If thine is the glory, then mine must be the shame  
You want it darker  
We kill the flame”

\- Leonard Cohen, “You Want It Darker”

 

“Thank you for coming on such short notice, Father.”

The woman’s eyes were hollow and rimmed with red. Her watery smile twisted her face into a ghoulish mask of grief as she quietly closed the warped front door behind them. “He’s taken a turn for the worse since your last visit. He’s…”

She faltered, and Father Charles Neal grasped her shoulder with listless fingers. The woman was beside herself, that much he could see. He couldn’t escape the feeling that whatever passed his lips in this moment, to this grieving and frightened lady, to one who looked at him with a desperation and fragile hope in her eyes… He cleared his throat and nodded. In seminary, they’d never covered anything… like this.

“And the young man’s father?” He asked softly as she shuffled ahead, down the decrepit wooden hallway of the old farmhouse. The peeling wallpaper seemed to reach out to him as they passed. He supposed it wasn’t accurate to call her adult son a _young_ man. The priest and the farmhand must have been no more than a year apart, but the distance and authority of the epithet steeled Father Neal’s fraying nerves. He clung to that fleeting boon even as he followed the woman further into the creaking house.

“He’s with him now… in the sitting room,” she said in a broken kind of way, a choked sob, a feeble forfeit. “ _Holding him down_.”

 

The strains of Spanish guitar lilted in the cool night breeze, stirring the bone white foxgloves which grew in tall bunches beneath the low, open window of the ancient parishioner’s cottage. Sister Mary Catherine had been downright fussy in keeping the garden thriving through the end of the unbearable summer. She’d probably give a deep, wrinkled scowl at being called anything other than diligent, and now as the torrid heat of the evening gave deference to the nascent breath of autumn, Father Neal had taken to smiling fondly when watching her through his open window every evening, ambling out to the gardens with her gnarled cane and tin watering pot.

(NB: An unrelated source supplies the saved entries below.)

//! Partial bracket advancement: simulate every series the user is not
//! playing in, leaving the user's own series strictly untouched.
//!
//! Series resolve sequentially with per-game seeds derived from one base
//! seed, so a whole postseason is reproducible from a single number.

use std::collections::HashMap;

use uuid::Uuid;

use crate::engine::game_modifiers::TeamGameModifiers;
use crate::engine::game_sim::{GameEngine, GamePlan};
use crate::engine::tuning::SimTuning;
use crate::error::{Result, SimError};
use crate::models::game::Game;
use crate::models::playoffs::{PlayoffBracket, PlayoffRound, PlayoffSeries};
use crate::models::team::Team;

use super::bracket::{advance_round, is_round_complete, with_game_result};

/// Simulate remaining games of every incomplete series in the current round
/// that does NOT involve `user_team`. Returns the updated bracket snapshot
/// plus every game generated. Never advances the round pointer; callers do
/// that once the user's series resolves too.
pub fn resolve_non_user_series(
    bracket: &PlayoffBracket,
    teams: &[Team],
    user_team: Option<Uuid>,
    modifiers: &HashMap<Uuid, TeamGameModifiers>,
    base_seed: u64,
    tuning: &SimTuning,
) -> Result<(PlayoffBracket, Vec<Game>)> {
    let mut current = bracket.clone();
    let mut games = Vec::new();
    let mut game_counter: u64 = 0;

    loop {
        // Re-read each pass: folding a play-in result can append the
        // synthesized second-chance game to the round.
        let Some(series) = current
            .current_series()
            .iter()
            .find(|s| {
                !s.is_complete && user_team.map_or(true, |user| !s.involves(user))
            })
            .cloned()
        else {
            break;
        };

        let game = simulate_series_game(
            &series,
            teams,
            modifiers,
            derive_seed(base_seed, game_counter),
            tuning,
        )?;
        game_counter += 1;
        current = with_game_result(&current, &game)?;
        games.push(game);
    }

    log::debug!(
        "resolved {} non-user playoff games in round {}",
        games.len(),
        bracket.current_round
    );
    Ok((current, games))
}

/// Convenience loop for fully simulated postseasons (no user team): resolve
/// and advance until the bracket completes. Returns the final bracket and
/// every game played along the way.
pub fn simulate_bracket(
    bracket: &PlayoffBracket,
    teams: &[Team],
    modifiers: &HashMap<Uuid, TeamGameModifiers>,
    base_seed: u64,
    tuning: &SimTuning,
) -> Result<(PlayoffBracket, Vec<Game>)> {
    let mut current = bracket.clone();
    let mut games = Vec::new();
    let mut round_counter: u64 = 0;

    while current.current_round != PlayoffRound::Complete {
        let (resolved, mut played) = resolve_non_user_series(
            &current,
            teams,
            None,
            modifiers,
            derive_seed(base_seed, 1_000_000 + round_counter),
            tuning,
        )?;
        games.append(&mut played);
        current = resolved;
        round_counter += 1;

        if current.current_round == PlayoffRound::Complete {
            break;
        }
        debug_assert!(is_round_complete(&current));
        current = advance_round(&current)?;
    }
    Ok((current, games))
}

/// Next game of a series: hosts follow the 2-2-1-1-1 pattern (games 1, 2,
/// 5 and 7 at the better seed).
fn simulate_series_game(
    series: &PlayoffSeries,
    teams: &[Team],
    modifiers: &HashMap<Uuid, TeamGameModifiers>,
    seed: u64,
    tuning: &SimTuning,
) -> Result<Game> {
    let game_no = series.game_ids.len() + 1;
    let (host_id, visitor_id) = match game_no {
        1 | 2 | 5 | 7 => (series.home_team_id, series.away_team_id),
        _ => (series.away_team_id, series.home_team_id),
    };
    let host = find_team(teams, host_id)?;
    let visitor = find_team(teams, visitor_id)?;

    let plan = GamePlan {
        home_team: host.clone(),
        away_team: visitor.clone(),
        seed,
        home_modifiers: modifiers.get(&host_id).copied().unwrap_or_default(),
        away_modifiers: modifiers.get(&visitor_id).copied().unwrap_or_default(),
        is_playoff: true,
        tuning: tuning.clone(),
    };
    let result = GameEngine::new(plan)?.simulate();
    Ok(Game::playoff(host_id, visitor_id, series.id).with_result(&result))
}

fn find_team(teams: &[Team], id: Uuid) -> Result<&Team> {
    teams.iter().find(|t| t.id == id).ok_or(SimError::UnknownTeam(id))
}

/// splitmix64 step: spreads one base seed into independent per-game seeds.
fn derive_seed(base: u64, n: u64) -> u64 {
    let mut z = base.wrapping_add(n.wrapping_mul(0x9E37_79B9_7F4A_7C15));
    z = (z ^ (z >> 30)).wrapping_mul(0xBF58_476D_1CE4_E5B9);
    z = (z ^ (z >> 27)).wrapping_mul(0x94D0_49BB_1331_11EB);
    z ^ (z >> 31)
}
/// First-round matchups 1v8, 2v7, 3v6, 4v5 per conference. The 7-entrant is
/// the 7v8 winner; the 8-entrant is the second-chance winner.
fn build_first_round(bracket: &PlayoffBracket) -> Result<Vec<PlayoffSeries>> {
    let mut series = Vec::with_capacity(8);
    for conference in Conference::ALL {
        let seven_eight = play_in_between(bracket, conference, 7, 8)
            .ok_or(SimError::MissingSeed { conference, seed: 7 })?;
        let seventh = seven_eight
            .winner_id
            .ok_or(SimError::RoundIncomplete(PlayoffRound::PlayIn))?;
        let second = bracket
            .play_in
            .iter()
            .find(|s| {
                s.conference == Some(conference)
                    && s.id != seven_eight.id
                    && s.involves(seven_eight.loser_id().expect("complete series has a loser"))
            })
            .ok_or(SimError::RoundIncomplete(PlayoffRound::PlayIn))?;
        let eighth = second
            .winner_id
            .ok_or(SimError::RoundIncomplete(PlayoffRound::PlayIn))?;

        let entrant = |slot: u8| -> Result<Uuid> {
            match slot {
                7 => Ok(seventh),
                8 => Ok(eighth),
                n => seed_in(&bracket.seeds, conference, n).map(|s| s.team_id),
            }
        };
        for (high, low) in [(1, 8), (2, 7), (3, 6), (4, 5)] {
            series.push(PlayoffSeries::best_of_seven(
                PlayoffRound::FirstRound,
                Some(conference),
                entrant(high)?,
                entrant(low)?,
            ));
        }
    }
    Ok(series)
}
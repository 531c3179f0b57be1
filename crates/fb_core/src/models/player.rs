//! Player data for the game simulation engine.

use std::fmt;

use serde::{Deserialize, Serialize};
use uuid::Uuid;

/// The five on-court positions. Order matters: lineup slots, depth charts
/// and matchup assignments all use this ordering.
#[derive(Debug, Clone, Copy, Default, Serialize, Deserialize, PartialEq, Eq, Hash, PartialOrd, Ord)]
#[serde(rename_all = "UPPERCASE")]
pub enum Position {
    #[default]
    PG,
    SG,
    SF,
    PF,
    C,
}

impl Position {
    pub const ALL: [Position; 5] = [
        Position::PG,
        Position::SG,
        Position::SF,
        Position::PF,
        Position::C,
    ];

    /// Lineup slot index (0..5) for this position.
    pub fn index(&self) -> usize {
        match self {
            Position::PG => 0,
            Position::SG => 1,
            Position::SF => 2,
            Position::PF => 3,
            Position::C => 4,
        }
    }

    pub fn is_guard(&self) -> bool {
        matches!(self, Position::PG | Position::SG)
    }

    pub fn is_forward(&self) -> bool {
        matches!(self, Position::SF | Position::PF)
    }

    pub fn is_center(&self) -> bool {
        matches!(self, Position::C)
    }

    /// Frontcourt slots contest most inside shots and rebounds.
    pub fn is_frontcourt(&self) -> bool {
        matches!(self, Position::SF | Position::PF | Position::C)
    }

    pub fn label(&self) -> &'static str {
        match self {
            Position::PG => "PG",
            Position::SG => "SG",
            Position::SF => "SF",
            Position::PF => "PF",
            Position::C => "C",
        }
    }
}

impl fmt::Display for Position {
    fn fmt(&self, f: &mut fmt::Formatter) -> fmt::Result {
        f.write_str(self.label())
    }
}

/// Fixed rating block. Every value lives on a 0..=100 scale; constructors
/// clamp so downstream probability math never sees an out-of-range rating.
#[derive(Debug, Clone, Copy, Default, Serialize, Deserialize, PartialEq, Eq)]
pub struct PlayerAttributes {
    pub shooting: u8,
    pub three_point: u8,
    pub inside_scoring: u8,
    pub passing: u8,
    pub ball_handling: u8,
    pub rebounding: u8,
    pub defense: u8,
    pub steals: u8,
    pub blocks: u8,
    pub speed: u8,
}

impl PlayerAttributes {
    pub const MAX_RATING: u8 = 100;

    /// Uniform rating block, handy for tests and API shorthand rosters.
    pub fn uniform(rating: u8) -> Self {
        let r = rating.min(Self::MAX_RATING);
        Self {
            shooting: r,
            three_point: r,
            inside_scoring: r,
            passing: r,
            ball_handling: r,
            rebounding: r,
            defense: r,
            steals: r,
            blocks: r,
            speed: r,
        }
    }

    /// Copy with every rating clamped to the valid scale.
    pub fn clamped(self) -> Self {
        Self {
            shooting: self.shooting.min(Self::MAX_RATING),
            three_point: self.three_point.min(Self::MAX_RATING),
            inside_scoring: self.inside_scoring.min(Self::MAX_RATING),
            passing: self.passing.min(Self::MAX_RATING),
            ball_handling: self.ball_handling.min(Self::MAX_RATING),
            rebounding: self.rebounding.min(Self::MAX_RATING),
            defense: self.defense.min(Self::MAX_RATING),
            steals: self.steals.min(Self::MAX_RATING),
            blocks: self.blocks.min(Self::MAX_RATING),
            speed: self.speed.min(Self::MAX_RATING),
        }
    }

    pub fn in_range(&self) -> bool {
        *self == self.clamped()
    }

    /// Aggregate rating used to rank players for rotation presets.
    pub fn overall(&self) -> u16 {
        self.shooting as u16
            + self.three_point as u16
            + self.inside_scoring as u16
            + self.passing as u16
            + self.ball_handling as u16
            + self.rebounding as u16
            + self.defense as u16
            + self.steals as u16
            + self.blocks as u16
            + self.speed as u16
    }
}

/// A roster player. Immutable during a single game simulation; the engine
/// borrows rosters read-only and reports experience deltas without touching
/// ratings.
#[derive(Debug, Clone, Serialize, Deserialize, PartialEq)]
pub struct Player {
    pub id: Uuid,
    pub name: String,
    pub position: Position,
    pub attributes: PlayerAttributes,
}

impl Player {
    pub fn new(name: impl Into<String>, position: Position, attributes: PlayerAttributes) -> Self {
        Self {
            id: Uuid::new_v4(),
            name: name.into(),
            position,
            attributes: attributes.clamped(),
        }
    }

    pub fn overall(&self) -> u16 {
        self.attributes.overall()
    }
}

#[cfg(test)]
mod tests {
    use super::*;

    #[test]
    fn constructor_clamps_ratings() {
        let attrs = PlayerAttributes {
            shooting: 140,
            three_point: 101,
            ..PlayerAttributes::uniform(50)
        };
        let p = Player::new("Test", Position::SG, attrs);
        assert_eq!(p.attributes.shooting, 100);
        assert_eq!(p.attributes.three_point, 100);
        assert_eq!(p.attributes.passing, 50);
        assert!(p.attributes.in_range());
    }

    #[test]
    fn position_slots_cover_all_five() {
        for (i, pos) in Position::ALL.iter().enumerate() {
            assert_eq!(pos.index(), i);
        }
    }

    #[test]
    fn position_serde_uses_uppercase_labels() {
        let json = serde_json::to_string(&Position::PG).unwrap();
        assert_eq!(json, "\"PG\"");
        let back: Position = serde_json::from_str("\"C\"").unwrap();
        assert_eq!(back, Position::C);
    }
}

“You really ought to join the others for dinner tonight, Father,” she had called in a nannying croak across the beds of herbs. He had politely declined in favor of meditation and study. This went on for weeks after he’d arrived fresh off the boat from seminary. The tiny village had been abuzz with gossip that day. Within the month, she’d hung it up for a lost cause, settling for their silent shared breakfasts and lunches. Father Neal took his dinner alone in spartan quarters, a paltry fare of bread and meat before devotion to his nightly prayers. Bent over his devotional, he knew God preferred his obedience in this way. In this vocation, a little mental clarity went a long way, and solitude cleansed him of the creeping cobwebs spun by secular influence.

When he’d first arrived, his native inclination had been to shove the solid, narrow bed to the far wall of his tiny chamber, with its weathered bedside table and oil lamp. The small washstand with its beaten copper water basin and fuzzed out mirror took residence opposite the bed. He’d asked for the sofa, rug, and loveseat to be removed. It was all too much frill for an honest man of God.

He kneeled in the middle of the creaky wooden floor and crossed himself, fingers poised from forehead to heart, from left shoulder shoulder to right, as he bent to say his rosary. He clutched the warm, carved strand of glass beads in his hands, passing each stone between his long fingers as his lips fluttered in muted prayer. The glass clacked in ominous rhythm, tiny vitreous soldiers marching to war. The storm lamp flickering in the windowsill cast a golden band of light across his face, drawn in concentration and reverence.

His cell phone rang.

Father Neal fumbled to extract it from within his deep black robes. He glared as he held it to his ear. His voice was grainy from disuse as he uttered, “Bishop Cohen.”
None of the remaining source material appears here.